Bir hafta geçmiyor ki Elon Musk ve şirketleri gündeme gelmesin. Bu sefer bahse konu şirket X değil ama, bir değişiklik olarak konumuz uzay şirketi SpaceX ve onun sahibi olan Musk’ı eleştirdikleri için işten çıkarıldıkları iddia edilen işçiler. İddiaya göre bazı SpaceX çalışanları Haziran 2022’de şirketin yönetimine bir mektup yazmış ve mektupta Musk’ın X üzerinden yaptığı, bazıları müstehcen içerikli, paylaşımların şirketin politikalarıyla örtüşmediğini belirtmişler. SpaceX yöneticilerinden bu duruma tepki göstermelerini istemişler ama çalışanlara göre tam tersi olmuş ve tepkiyi işçiler görmüş. Belirtilene göre mektupta parmağı olan sekiz çalışan işten çıkarılmış. İşten çıkarılanlardan biri olan Deborah Lawrence, avukatı aracılığıyla açıklamasında SpaceX’in özellikle kadınların tacize uğramasını hoş gören “toksik bir bakış açısına sahip olduğunu” söylüyor.

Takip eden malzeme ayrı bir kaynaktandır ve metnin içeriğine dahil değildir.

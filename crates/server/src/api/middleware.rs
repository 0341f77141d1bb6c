//! Metrics middleware for API routes.

use axum::{body::Body, http::Request, middleware::Next, response::Response};
use std::time::Instant;

use crate::metrics::{normalize_path, HTTP_REQUESTS_TOTAL, HTTP_REQUEST_DURATION};

/// Records duration and status count of every API request.
pub async fn metrics_middleware(request: Request<Body>, next: Next) -> Response {
    let start = Instant::now();
    let method = request.method().to_string();
    let path = normalize_path(request.uri().path());

    let response = next.run(request).await;

    let duration = start.elapsed().as_secs_f64();
    let status = response.status().as_u16().to_string();

    HTTP_REQUEST_DURATION
        .with_label_values(&[&method, &path])
        .observe(duration);
    HTTP_REQUESTS_TOTAL
        .with_label_values(&[&method, &path, &status])
        .inc();

    response
}

#[cfg(test)]
mod tests {
    use super::*;
    use axum::{http::StatusCode, middleware, routing::get, Router};
    use tower::ServiceExt;

    async fn dummy_handler() -> &'static str {
        "OK"
    }

    #[tokio::test]
    async fn test_metrics_middleware_counts_request() {
        let app = Router::new()
            .route("/items/{id}", get(dummy_handler))
            .layer(middleware::from_fn(metrics_middleware));

        let path = "/items/550e8400-e29b-41d4-a716-446655440000";
        let before = HTTP_REQUESTS_TOTAL
            .with_label_values(&["GET", "/items/{id}", "200"])
            .get();

        let request = Request::builder().uri(path).body(Body::empty()).unwrap();
        let response = app.oneshot(request).await.unwrap();
        assert_eq!(response.status(), StatusCode::OK);

        let after = HTTP_REQUESTS_TOTAL
            .with_label_values(&["GET", "/items/{id}", "200"])
            .get();
        assert_eq!(after, before + 1);
    }

    #[tokio::test]
    async fn test_metrics_middleware_records_error_status() {
        async fn failing_handler() -> StatusCode {
            StatusCode::BAD_REQUEST
        }

        let app = Router::new()
            .route("/failing", get(failing_handler))
            .layer(middleware::from_fn(metrics_middleware));

        let request = Request::builder()
            .uri("/failing")
            .body(Body::empty())
            .unwrap();
        let response = app.oneshot(request).await.unwrap();
        assert_eq!(response.status(), StatusCode::BAD_REQUEST);

        let count = HTTP_REQUESTS_TOTAL
            .with_label_values(&["GET", "/failing", "400"])
            .get();
        assert!(count >= 1);
    }
}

Konu şimdi ABD Ulusal Çalışma İlişkileri Kurulu’na (NLRB) taşındı. Beş üyeli kurul söz konusu işten çıkarmaların çalışma yasasının ihlali olduğuna karar verirse bu işçilerin görevlerine iadesine karar verebiliyor. SpaceX bu karara uymayı kabul edebileceği gibi temyize taşımayı da tercih edebilir ki mevcut tabloda şirket NLRB’ye “kurulun anayasaya aykırı” olduğu iddiasıyla dava açtı. Şirket diyor ki: “Kurul içinde yapılacak bir mahkemenin SpaceX hakkında herhangi bir karar alma yetkisine sahip olmaması gerekir.” Bu karşı davada “tiran” gibi davranmakla suçlanan NLRB’nin SpaceX’e haksız yere önyargılı yaklaştığı ima ediliyor. Hakimlerin SpaceX’in iddiasını kabul etme ihtimali düşük olsa da zaten amaç muhtemelen söz konusu işçi krizinde süreci zorlaştırmak. (Futurism’in benzetmesiyle) galaksi beyinli avukatlardan oluşan bir orduya parası hayli hayli yeteceği için de amacında başarılı olması muhtemel.